Every earthquake in this brief is a confirmed event reported by USGS NEIC, ASEAN AEIC, or both. The tsunami advisories were issued by the PTWC and the U.S. NTWC — the U.S. Tsunami Information Statement language has been transcribed verbatim where we quote it. The aftershock count is the sum of M5.0+ events within 100 km of the Mindanao main shock between 23:48 UTC June 7 and 18:30 UTC June 8 inclusive. Where we discuss upcoming heat-wave warnings later in this brief, those are agency forecasts — labeled explicitly as such and shown on a separate, visually distinct layer that is off by default on the live map.

Top Risks This Week

  • Anchor event: Mindanao M7.8 — 24 km WSW of Burias, Philippines (USGS NEIC, ASEAN AEIC, 2026-06-07 23:37 UTC; 55 km depth). Initial exposure: 10.9 million people, 2.64 million households, $59.7 billion infrastructure within the affected-area model
  • Mindanao aftershock cluster — 24 events M5.0–6.5 in nineteen hours, all within ~80 km of the main shock, concentrated around Sarangani, Balangonan, Burias, Pangyan, and Lumatil
  • Cuba M6.1 — 118 km WNW of Mantua (USGS NEIC, 2026-06-08 18:00 UTC; 26 km shallow depth). Felt widely across South Florida; no significant damage reported in initial canvases
  • Four Pacific Tsunami Advisories issued and subsequently cancelled — PTWC Pacific-regional, PTWC Hawaiian Islands, U.S. NTWC West Coast / BC / Alaska, U.S. NTWC East Coast / Gulf (this last for the Cuba event). All concluded with "no tsunami threat" or "threat passed"

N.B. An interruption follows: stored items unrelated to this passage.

//! Catalog commands.
//!
//! These talk to the Storefront API directly with the same configuration as
//! the server, so they need `SHOPIFY_STORE_DOMAIN` and a token.

use harbor_core::{Collection, PriceRange, Product, ProductVariant};
use harbor_storefront::config::{ConfigError, ShopifyStorefrontConfig};
use harbor_storefront::shopify::{ShopifyError, StorefrontClient};
use thiserror::Error;

/// Errors that can occur during catalog commands.
#[derive(Debug, Error)]
pub enum LookupError {
    #[error("Configuration error: {0}")]
    Config(#[from] ConfigError),

    #[error("Storefront API error: {0}")]
    Shopify(#[from] ShopifyError),

    #[error("No product with handle '{0}'")]
    ProductNotFound(String),

    #[error("No collection with handle '{0}'")]
    CollectionNotFound(String),
}

fn client() -> Result<StorefrontClient, LookupError> {
    let config = ShopifyStorefrontConfig::from_env()?;
    tracing::debug!(endpoint = %config.endpoint(), "Using Storefront API");
    Ok(StorefrontClient::new(&config))
}

/// List the newest products.
#[allow(clippy::print_stdout)]
pub async fn products(first: u32) -> Result<(), LookupError> {
    let products = client()?.get_products(first).await?;
    if products.is_empty() {
        println!("No products.");
    }
    for product in &products {
        println!("{}", product_row(product));
    }
    Ok(())
}

/// Show one product.
#[allow(clippy::print_stdout)]
pub async fn product(handle: &str) -> Result<(), LookupError> {
    let product = client()?
        .get_product(handle)
        .await?
        .ok_or_else(|| LookupError::ProductNotFound(handle.to_string()))?;
    println!("{}", product_detail(&product));
    Ok(())
}

/// List collections.
#[allow(clippy::print_stdout)]
pub async fn collections() -> Result<(), LookupError> {
    for collection in client()?.get_collections().await? {
        println!("{:<24} {}", collection.handle, collection.title);
    }
    Ok(())
}

/// Show one collection and its products.
#[allow(clippy::print_stdout)]
pub async fn collection(handle: &str) -> Result<(), LookupError> {
    let collection = client()?
        .get_collection(handle)
        .await?
        .ok_or_else(|| LookupError::CollectionNotFound(handle.to_string()))?;
    println!("{}", collection_detail(&collection));
    Ok(())
}

fn price_range(range: &PriceRange) -> String {
    if range.min_variant_price == range.max_variant_price {
        range.min_variant_price.format()
    } else {
        format!(
            "{} - {}",
            range.min_variant_price.format(),
            range.max_variant_price.format()
        )
    }
}

fn product_row(product: &Product) -> String {
    let sold_out = if product.available_for_sale {
        ""
    } else {
        "  (sold out)"
    };
    format!(
        "{:<24} {:<32} {}{sold_out}",
        product.handle,
        product.title,
        price_range(&product.price_range)
    )
}

fn product_detail(product: &Product) -> String {
    let mut out = format!(
        "{}\n  handle: {}\n  vendor: {}\n  price:  {}\n",
        product.title,
        product.handle,
        product.vendor,
        price_range(&product.price_range)
    );

    // Option-less products carry a single placeholder option; hide it.
    if !product.variants.iter().all(ProductVariant::is_default) {
        for option in &product.options {
            out.push_str(&format!("  {}: {}\n", option.name, option.values.join(", ")));
        }
    }

    out.push_str("  variants:\n");
    for variant in &product.variants {
        let mut price = variant.price.format();
        if variant.is_on_sale()
            && let Some(compare) = &variant.compare_at_price
        {
            price = format!("{price} (was {})", compare.format());
        }
        let availability = if variant.available_for_sale {
            ""
        } else {
            "  sold out"
        };
        out.push_str(&format!(
            "    {:<16} {:<12} {}{availability}\n",
            variant.title, price, variant.id
        ));
    }

    if let Some(variant) = product.default_variant() {
        out.push_str(&format!("  add to cart: harbor cart add {}\n", variant.id));
    }

    out.trim_end().to_string()
}

fn collection_detail(collection: &Collection) -> String {
    let mut out = collection.title.clone();
    if !collection.description.is_empty() {
        out.push_str(&format!("\n  {}", collection.description));
    }
    if collection.products.is_empty() {
        out.push_str("\n  (no products)");
    }
    for product in &collection.products {
        out.push_str(&format!("\n  {}", product_row(product)));
    }
    out
}
//! Core types for the Harbor storefront.
//!
//! This module provides type-safe wrappers for the commerce domain.

pub mod cart;
pub mod catalog;
pub mod id;
pub mod price;

pub use cart::*;
pub use catalog::*;
pub use id::*;
pub use price::{CurrencyCode, Money, MoneyError};
//! Collection conversion functions.

use harbor_core::Collection;

use crate::shopify::ShopifyError;
use crate::shopify::storefront::wire::{CollectionNode, Connection};

use super::products::convert_product_connection;

/// Flatten a collection node. Collections fetched without products get an
/// empty product list.
///
/// # Errors
///
/// Fails if any contained product violates a catalog invariant.
pub fn convert_collection(node: CollectionNode) -> Result<Collection, ShopifyError> {
    let products = node
        .products
        .map(convert_product_connection)
        .transpose()?
        .unwrap_or_default();

    Ok(Collection {
        id: node.id,
        handle: node.handle,
        title: node.title,
        description: node.description,
        updated_at: node.updated_at,
        image: node.image,
        products,
    })
}

/// Flatten a collection connection, preserving order.
///
/// # Errors
///
/// Fails on the first collection that cannot be converted.
pub fn convert_collection_connection(
    connection: Connection<CollectionNode>,
) -> Result<Vec<Collection>, ShopifyError> {
    connection.into_nodes().map(convert_collection).collect()
}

  • Six other M5.5+ earthquakes globally outside the Mindanao sequence — M6.1 + M5.5 at Severo-Kuril'sk, Russia; M5.6 Bhutan; M5.8 Easter Island region; two M5.5 / M5.4 on the southern Mid-Atlantic Ridge; M5.4 Vanuatu
  • 84 active wildfire events — Northern Hemisphere fire-belt onset (Russia: Krasnoyarsk, Irkutsk, Khanty-Mansiy, Tambov; Ukraine: Donetsk/Luhansk/Kharkiv; Canada: northern Manitoba/Saskatchewan; United States: Texas, North Dakota, Florida) running concurrently with Southern Hemisphere dry-season cluster (Australia: Northern Territory, Queensland, Western Australia; Angola; DRC; Chile)

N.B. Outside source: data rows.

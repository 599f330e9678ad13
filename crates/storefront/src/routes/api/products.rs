//! Product catalog handlers.

use axum::{
    Json,
    extract::{Path, Query, State, rejection::QueryRejection},
    http::header,
    response::IntoResponse,
};
use harbor_core::Product;
use serde::{Deserialize, Serialize};
use tracing::instrument;

use super::catalog_cache_control;
use crate::error::{AppError, Result, UpstreamContext};
use crate::state::AppState;

const DEFAULT_PAGE_SIZE: u32 = 20;

#[derive(Debug, Deserialize)]
pub struct ProductsQuery {
    pub first: Option<u32>,
}

#[derive(Debug, Serialize)]
pub struct ProductsResponse {
    pub products: Vec<Product>,
}

#[derive(Debug, Serialize)]
pub struct ProductResponse {
    pub product: Product,
}

/// `GET /api/products?first=N`
#[instrument(skip(state, query))]
pub async fn index(
    State(state): State<AppState>,
    query: std::result::Result<Query<ProductsQuery>, QueryRejection>,
) -> Result<impl IntoResponse> {
    let Query(query) =
        query.map_err(|_| AppError::BadRequest("first must be a positive integer".to_string()))?;
    let products = state
        .storefront()
        .get_products(query.first.unwrap_or(DEFAULT_PAGE_SIZE))
        .await
        .upstream("Failed to fetch products")?;

    Ok((
        [(
            header::CACHE_CONTROL,
            catalog_cache_control(state.config().shopify.cache_ttl),
        )],
        Json(ProductsResponse { products }),
    ))
}

/// `GET /api/products/{handle}`
#[instrument(skip(state))]
pub async fn show(
    State(state): State<AppState>,
    Path(handle): Path<String>,
) -> Result<impl IntoResponse> {
    let product = state
        .storefront()
        .get_product(&handle)
        .await
        .upstream("Failed to fetch product")?
        .ok_or_else(|| AppError::NotFound("Product not found".to_string()))?;

    Ok((
        [(
            header::CACHE_CONTROL,
            catalog_cache_control(state.config().shopify.cache_ttl),
        )],
        Json(ProductResponse { product }),
    ))
}
//! `/api/cart*` through the storefront to the fake Storefront API.

#![allow(clippy::unwrap_used)]

use harbor_integration_tests::{FakeShopify, TestStorefront, public_token, spawn_storefront};
use reqwest::{Client, StatusCode};
use serde_json::{Value, json};

async fn post(storefront: &TestStorefront, path: &str, body: Option<Value>) -> (StatusCode, Value) {
    let mut request = Client::new().post(storefront.url(path));
    if let Some(body) = body {
        request = request.json(&body);
    }
    let resp = request.send().await.unwrap();
    let status = resp.status();
    (status, resp.json().await.unwrap())
}

async fn get(storefront: &TestStorefront, path: &str) -> (StatusCode, Value) {
    let resp = reqwest::get(storefront.url(path)).await.unwrap();
    let status = resp.status();
    (status, resp.json().await.unwrap())
}

async fn get_cart(storefront: &TestStorefront, cart_id: &str) -> (StatusCode, Value) {
    let url = url::Url::parse_with_params(&storefront.url("/api/cart"), [("cartId", cart_id)]).unwrap();
    let resp = reqwest::get(url).await.unwrap();
    let status = resp.status();
    (status, resp.json().await.unwrap())
}

async fn setup() -> (FakeShopify, TestStorefront) {
    let shopify = FakeShopify::spawn().await;
    let storefront = spawn_storefront(&shopify, public_token()).await;
    (shopify, storefront)
}

async fn new_cart(storefront: &TestStorefront) -> String {
    let (status, body) = post(storefront, "/api/cart", None).await;
    assert_eq!(status, StatusCode::OK);
    body["cart"]["id"].as_str().unwrap().to_string()
}

#[tokio::test]
async fn test_create_cart() {
    let (shopify, storefront) = setup().await;

    let (status, body) = post(&storefront, "/api/cart", None).await;

    assert_eq!(status, StatusCode::OK);
    let cart = &body["cart"];
    assert!(cart["id"].as_str().unwrap().starts_with("gid://shopify/Cart/"));
    assert!(cart["checkoutUrl"].as_str().unwrap().starts_with("https://"));
    assert_eq!(cart["totalQuantity"], 0);
    assert_eq!(cart["lines"], json!([]));
    assert_eq!(shopify.cart_count(), 1);
}

#[tokio::test]
async fn test_add_merges_same_variant() {
    let (_shopify, storefront) = setup().await;
    let cart_id = new_cart(&storefront).await;

    let (status, _) = post(
        &storefront,
        "/api/cart/add",
        Some(json!({ "cartId": cart_id, "variantId": "gid://shopify/ProductVariant/11" })),
    )
    .await;
    assert_eq!(status, StatusCode::OK);

    let (status, body) = post(
        &storefront,
        "/api/cart/add",
        Some(json!({ "cartId": cart_id, "variantId": "gid://shopify/ProductVariant/11", "quantity": 2 })),
    )
    .await;
    assert_eq!(status, StatusCode::OK);

    let cart = &body["cart"];
    assert_eq!(cart["totalQuantity"], 3);
    assert_eq!(cart["lines"].as_array().unwrap().len(), 1);
    assert_eq!(cart["lines"][0]["quantity"], 3);
    assert_eq!(cart["lines"][0]["merchandise"]["product"]["handle"], "classic-tee");
    assert_eq!(cart["cost"]["subtotalAmount"]["amount"], "75.00");
}

#[tokio::test]
async fn test_get_cart_is_never_cached() {
    let (shopify, storefront) = setup().await;
    let cart_id = new_cart(&storefront).await;

    let (_, first) = get_cart(&storefront, &cart_id).await;
    assert_eq!(first["cart"]["totalQuantity"], 0);

    post(
        &storefront,
        "/api/cart/add",
        Some(json!({ "cartId": cart_id, "variantId": "gid://shopify/ProductVariant/21" })),
    )
    .await;

    let (_, second) = get_cart(&storefront, &cart_id).await;
    assert_eq!(second["cart"]["totalQuantity"], 1);
    assert_eq!(shopify.calls("GetCart"), 2);
}

#[tokio::test]
async fn test_get_unknown_cart_is_null() {
    let (_shopify, storefront) = setup().await;

    let (status, body) = get_cart(&storefront, "gid://shopify/Cart/gone").await;

    assert_eq!(status, StatusCode::OK);
    assert_eq!(body, json!({ "cart": null }));
}

#[tokio::test]
async fn test_update_to_zero_and_remove() {
    let (_shopify, storefront) = setup().await;
    let cart_id = new_cart(&storefront).await;

    for variant in ["gid://shopify/ProductVariant/11", "gid://shopify/ProductVariant/21"] {
        post(
            &storefront,
            "/api/cart/add",
            Some(json!({ "cartId": cart_id, "variantId": variant })),
        )
        .await;
    }
    let (_, body) = get_cart(&storefront, &cart_id).await;
    let tee_line = body["cart"]["lines"][0]["id"].as_str().unwrap().to_string();
    let mug_line = body["cart"]["lines"][1]["id"].as_str().unwrap().to_string();

    let (status, body) = post(
        &storefront,
        "/api/cart/update",
        Some(json!({ "cartId": cart_id, "lineId": tee_line, "quantity": 0 })),
    )
    .await;
    assert_eq!(status, StatusCode::OK);
    assert_eq!(body["cart"]["lines"].as_array().unwrap().len(), 1);
    assert_eq!(body["cart"]["lines"][0]["id"], mug_line.as_str());

    let (status, body) = post(
        &storefront,
        "/api/cart/remove",
        Some(json!({ "cartId": cart_id, "lineId": mug_line })),
    )
    .await;
    assert_eq!(status, StatusCode::OK);
    assert_eq!(body["cart"]["totalQuantity"], 0);
}

#[tokio::test]
async fn test_validation_never_reaches_shopify() {
    let (shopify, storefront) = setup().await;

    let cases = [
        ("/api/cart/add", json!({ "cartId": "c" }), "Cart ID and Variant ID required"),
        ("/api/cart/update", json!({ "cartId": "c", "lineId": "l" }), "Cart ID, Line ID, and quantity required"),
        ("/api/cart/remove", json!({ "lineId": "l" }), "Cart ID and Line ID required"),
    ];
    for (path, body, message) in cases {
        let (status, body) = post(&storefront, path, Some(body)).await;
        assert_eq!(status, StatusCode::BAD_REQUEST);
        assert_eq!(body, json!({ "error": message }));
    }

    let (status, body) = get(&storefront, "/api/cart").await;
    assert_eq!(status, StatusCode::BAD_REQUEST);
    assert_eq!(body, json!({ "error": "Cart ID required" }));

    assert_eq!(shopify.total_calls(), 0);
}

#[tokio::test]
async fn test_user_errors_become_generic_500() {
    let (_shopify, storefront) = setup().await;

    let (status, body) = post(
        &storefront,
        "/api/cart/add",
        Some(json!({ "cartId": "gid://shopify/Cart/missing", "variantId": "gid://shopify/ProductVariant/11" })),
    )
    .await;

    assert_eq!(status, StatusCode::INTERNAL_SERVER_ERROR);
    assert_eq!(body, json!({ "error": "Failed to add to cart" }));
}

#[tokio::test]
async fn test_upstream_failure_messages() {
    let (shopify, storefront) = setup().await;
    shopify.set_failing(true);

    let (status, body) = post(&storefront, "/api/cart", None).await;
    assert_eq!(status, StatusCode::INTERNAL_SERVER_ERROR);
    assert_eq!(body, json!({ "error": "Failed to create cart" }));

    let (status, body) = get(&storefront, "/api/cart?cartId=c1").await;
    assert_eq!(status, StatusCode::INTERNAL_SERVER_ERROR);
    assert_eq!(body, json!({ "error": "Failed to fetch cart" }));

    let (status, body) = post(
        &storefront,
        "/api/cart/update",
        Some(json!({ "cartId": "c1", "lineId": "l1", "quantity": 1 })),
    )
    .await;
    assert_eq!(status, StatusCode::INTERNAL_SERVER_ERROR);
    assert_eq!(body, json!({ "error": "Failed to update cart" }));
}
//! Bind command - Parse whitebind entries.

use anyhow::{Result, bail};
use clap::Args;
use serde::Serialize;

use netperm::{PermissionFlags, WhitebindPermissions};

use super::{describe_flags, emit};
use crate::OutputFormat;

/// Arguments for the bind command.
#[derive(Args)]
pub struct BindArgs {
    /// Entries of the form [permissions@]addr:port
    #[arg(required = true)]
    pub entries: Vec<String>,
}

/// Parse result for one entry.
#[derive(Debug, Serialize)]
struct BindResult {
    entry: String,
    valid: bool,
    #[serde(skip_serializing_if = "Option::is_none")]
    service: Option<String>,
    permissions: Vec<&'static str>,
    implicit: bool,
    #[serde(skip_serializing_if = "Option::is_none")]
    error: Option<String>,
    #[serde(skip)]
    flags: PermissionFlags,
}

impl BindResult {
    fn parse(entry: String) -> Self {
        match WhitebindPermissions::try_parse(&entry) {
            Ok(bind) => Self {
                entry,
                valid: true,
                service: Some(bind.service.to_string()),
                permissions: bind.flags.to_strings(),
                implicit: bind.flags.is_implicit(),
                error: None,
                flags: bind.flags,
            },
            Err(e) => Self {
                entry,
                valid: false,
                service: None,
                permissions: Vec::new(),
                implicit: false,
                error: Some(e.to_string()),
                flags: PermissionFlags::NONE,
            },
        }
    }
}

/// Execute the bind command.
pub fn execute(args: BindArgs, format: OutputFormat) -> Result<()> {
    let results: Vec<BindResult> = args.entries.into_iter().map(BindResult::parse).collect();

    emit(format, &results, |results| {
        for result in results {
            match (&result.service, &result.error) {
                (Some(service), _) => println!(
                    "{} -> {} [{}]",
                    result.entry,
                    service,
                    describe_flags(result.flags)
                ),
                (None, error) => println!(
                    "{} -> INVALID: {}",
                    result.entry,
                    error.as_deref().unwrap_or("unknown error")
                ),
            }
        }
    })?;

    let failed = results.iter().filter(|r| !r.valid).count();
    if failed > 0 {
        bail!("{} of {} whitebind entries are invalid", failed, results.len());
    }
    Ok(())
}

  • 16 active volcanoes — Fuego (Guatemala), Semeru (Indonesia), Mayon (Philippines), and 13 others — the Pacific Rim seismotectonic backdrop against which the Mindanao sequence is unfolding
  • Floods – Northern South America cluster — active flood events across Colombia, Brazil, Guatemala, and Central America, plus Veliko Tarnovo (Bulgaria), Tichá (Czechia), and Upper Euphrates Basin (Syria)

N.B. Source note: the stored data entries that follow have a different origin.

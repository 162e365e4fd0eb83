//! Check command - Load and resolve a permission config file.

use std::path::{Path, PathBuf};

use anyhow::{Context, Result};
use clap::Args;
use serde::Serialize;

use netperm::{ConnectionDirection, PermissionConfig, ResolvedPermissions};

use super::{describe_flags, emit};
use crate::OutputFormat;

/// Arguments for the check command.
#[derive(Args)]
pub struct CheckArgs {
    /// Path to the TOML permission config
    #[arg(required = true)]
    pub config: PathBuf,

    /// Skip invalid entries instead of failing, regardless of `strict`
    #[arg(long)]
    pub lenient: bool,
}

/// Summary of a resolved config.
#[derive(Debug, Serialize)]
struct CheckResult {
    path: String,
    strict: bool,
    configured: usize,
    resolved: usize,
    binds: Vec<BindDisplay>,
    subnets: Vec<SubnetDisplay>,
}

#[derive(Debug, Serialize)]
struct BindDisplay {
    service: String,
    permissions: String,
}

#[derive(Debug, Serialize)]
struct SubnetDisplay {
    subnet: String,
    direction: ConnectionDirection,
    permissions: String,
}

impl CheckResult {
    fn new(path: &Path, config: &PermissionConfig, resolved: &ResolvedPermissions) -> Self {
        Self {
            path: path.display().to_string(),
            strict: config.strict,
            configured: config.whitebind.len() + config.whitelist.len(),
            resolved: resolved.len(),
            binds: resolved
                .binds
                .iter()
                .map(|bind| BindDisplay {
                    service: bind.service.to_string(),
                    permissions: describe_flags(bind.flags),
                })
                .collect(),
            subnets: resolved
                .subnets
                .iter()
                .map(|entry| SubnetDisplay {
                    subnet: entry.permissions.subnet.to_string(),
                    direction: entry.direction,
                    permissions: describe_flags(entry.permissions.flags),
                })
                .collect(),
        }
    }
}

/// Execute the check command.
pub fn execute(args: CheckArgs, format: OutputFormat, quiet: bool) -> Result<()> {
    let mut config = PermissionConfig::load(&args.config).context("Failed to load config")?;
    if args.lenient {
        config.strict = false;
    }

    tracing::info!(
        config = %args.config.display(),
        strict = config.strict,
        "Checking permission config"
    );

    let resolved = config.resolve().context("Invalid permission config")?;
    let result = CheckResult::new(&args.config, &config, &resolved);

    emit(format, &result, |result| {
        println!("Config: {}", result.path);
        println!("  Resolved: {} of {}", result.resolved, result.configured);

        if !result.binds.is_empty() {
            println!("\nWhitebind:");
            for bind in &result.binds {
                println!("  {} [{}]", bind.service, bind.permissions);
            }
        }

        if !result.subnets.is_empty() {
            println!("\nWhitelist:");
            for subnet in &result.subnets {
                println!(
                    "  {} ({}) [{}]",
                    subnet.subnet, subnet.direction, subnet.permissions
                );
            }
        }

        if result.resolved < result.configured && !quiet {
            println!(
                "\nSkipped {} invalid entries",
                result.configured - result.resolved
            );
        }
    })
}
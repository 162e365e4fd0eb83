//! Netperm Peer Permissions
//!
//! This crate provides the permission model a peer-to-peer node uses to
//! grant extra capabilities to trusted peers, and the parsers that turn
//! operator configuration into permission records.
//!
//! # Permission Model
//!
//! - Permissions are a bitmask ([`PermissionFlags`])
//! - Some permissions imply others (`forcerelay` implies `relay`,
//!   `noban` implies `download`)
//! - An entry without a permission list receives every default permission
//!   and is marked implicit, so callers can tell it apart from an entry
//!   that asked for `all`
//!
//! # Entry Syntax
//!
//! ```text
//! whitebind: [permissions@]addr:port
//! whitelist: [permissions@]subnet
//! ```
//!
//! `permissions` is a comma-separated list of `all`, `bloomfilter`,
//! `forcerelay`, `relay`, `noban`, `mempool`, `addr` and `download`.
//! Whitelist entries also accept `in` and `out` to restrict the entry to
//! one connection direction.
//!
//! # Usage
//!
//! ```
//! use netperm::prelude::*;
//!
//! let bind = WhitebindPermissions::try_parse("noban,mempool@127.0.0.1:8334")?;
//! assert!(bind.flags.has_flag(PermissionFlags::DOWNLOAD));
//!
//! let (entry, direction) = WhitelistPermissions::try_parse("relay,in@10.0.0.0/8")?;
//! assert_eq!(entry.flags.to_strings(), vec!["relay"]);
//! assert_eq!(direction, ConnectionDirection::Inbound);
//! # Ok::<(), netperm::PermissionError>(())
//! ```
//!
//! Address text is resolved through [`ServiceLookup`] and [`SubnetLookup`].
//! [`NumericLookup`] handles numeric IPv4 and IPv6 literals; supply your
//! own lookup to resolve host names.

pub mod config;
pub mod error;
pub mod flags;
pub mod grammar;
pub mod net;
pub mod whitebind;
pub mod whitelist;

// Re-export main types
pub use config::{PermissionConfig, ResolvedPermissions, WhitelistEntry};
pub use error::{ConfigError, ConfigResult, PermissionError, PermissionResult};
pub use flags::PermissionFlags;
pub use grammar::ConnectionDirection;
pub use net::{InvalidSubnet, NumericLookup, ServiceLookup, Subnet, SubnetLookup};
pub use whitebind::WhitebindPermissions;
pub use whitelist::WhitelistPermissions;

/// Prelude module for convenient imports.
pub mod prelude {
    pub use crate::config::PermissionConfig;
    pub use crate::error::{PermissionError, PermissionResult};
    pub use crate::flags::PermissionFlags;
    pub use crate::grammar::ConnectionDirection;
    pub use crate::whitebind::WhitebindPermissions;
    pub use crate::whitelist::WhitelistPermissions;
}

#[cfg(test)]
mod tests {
    use super::*;

    #[test]
    fn test_prelude_imports() {
        use crate::prelude::*;

        let _ = PermissionFlags::ALL;
        let _ = PermissionConfig::new();
        let _ = ConnectionDirection::Both;
    }

    #[test]
    fn test_explicit_never_implicit_absent_always_implicit() {
        let explicit = [
            "all@1.2.3.4:1",
            "@1.2.3.4:1",
            "relay,noban@1.2.3.4:1",
            "download@[::1]:1",
        ];
        for token in explicit {
            let bind = WhitebindPermissions::try_parse(token).unwrap();
            assert!(!bind.flags.is_implicit(), "{token}");
        }

        for token in ["1.2.3.4:1", "[::1]:8333"] {
            let bind = WhitebindPermissions::try_parse(token).unwrap();
            assert_eq!(
                bind.flags,
                PermissionFlags::ALL | PermissionFlags::ISIMPLICIT
            );
        }
        for token in ["10.0.0.0/8", "::/0", "1.2.3.4"] {
            let entry = WhitelistPermissions::parse_ignoring_direction(token).unwrap();
            assert_eq!(
                entry.flags,
                PermissionFlags::ALL | PermissionFlags::ISIMPLICIT
            );
        }
    }

    #[test]
    fn test_parsers_share_flag_semantics() {
        let lists = ["bloomfilter", "forcerelay,mempool", "noban,addr", "all"];
        for list in lists {
            let bind = WhitebindPermissions::try_parse(&format!("{list}@1.2.3.4:8333")).unwrap();
            let entry =
                WhitelistPermissions::parse_ignoring_direction(&format!("{list}@1.2.3.4")).unwrap();
            assert_eq!(bind.flags, entry.flags, "{list}");
        }
    }

    #[test]
    fn test_rendered_names_parse_back() {
        let flags = PermissionFlags::BLOOMFILTER
            | PermissionFlags::FORCERELAY
            | PermissionFlags::DOWNLOAD
            | PermissionFlags::ADDR;
        let token = format!("{flags}@1.2.3.4:8333");
        let bind = WhitebindPermissions::try_parse(&token).unwrap();
        assert_eq!(bind.flags, flags);
    }
}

  • 20 COMBAT events tracked continuing across multiple theatres
  • On the horizon — 22 upcoming Extreme Heat WARNINGS (FORECAST, not confirmed events): Hong Kong Observatory extreme-heat warning; multi-region heat warnings across Ecuador (Esmeraldas, Los Ríos, Pichincha, Imbabura, plus Litoral / Interandina / Amazon regions); plus an unusual late-season frost warning east of Xuanhua, Hebei, China. These are forecasts, not events, and are tracked separately

The Week at a Glance

  • Active earthquakes (10-day window): 29 (one M7.8, two M7+, five M6+)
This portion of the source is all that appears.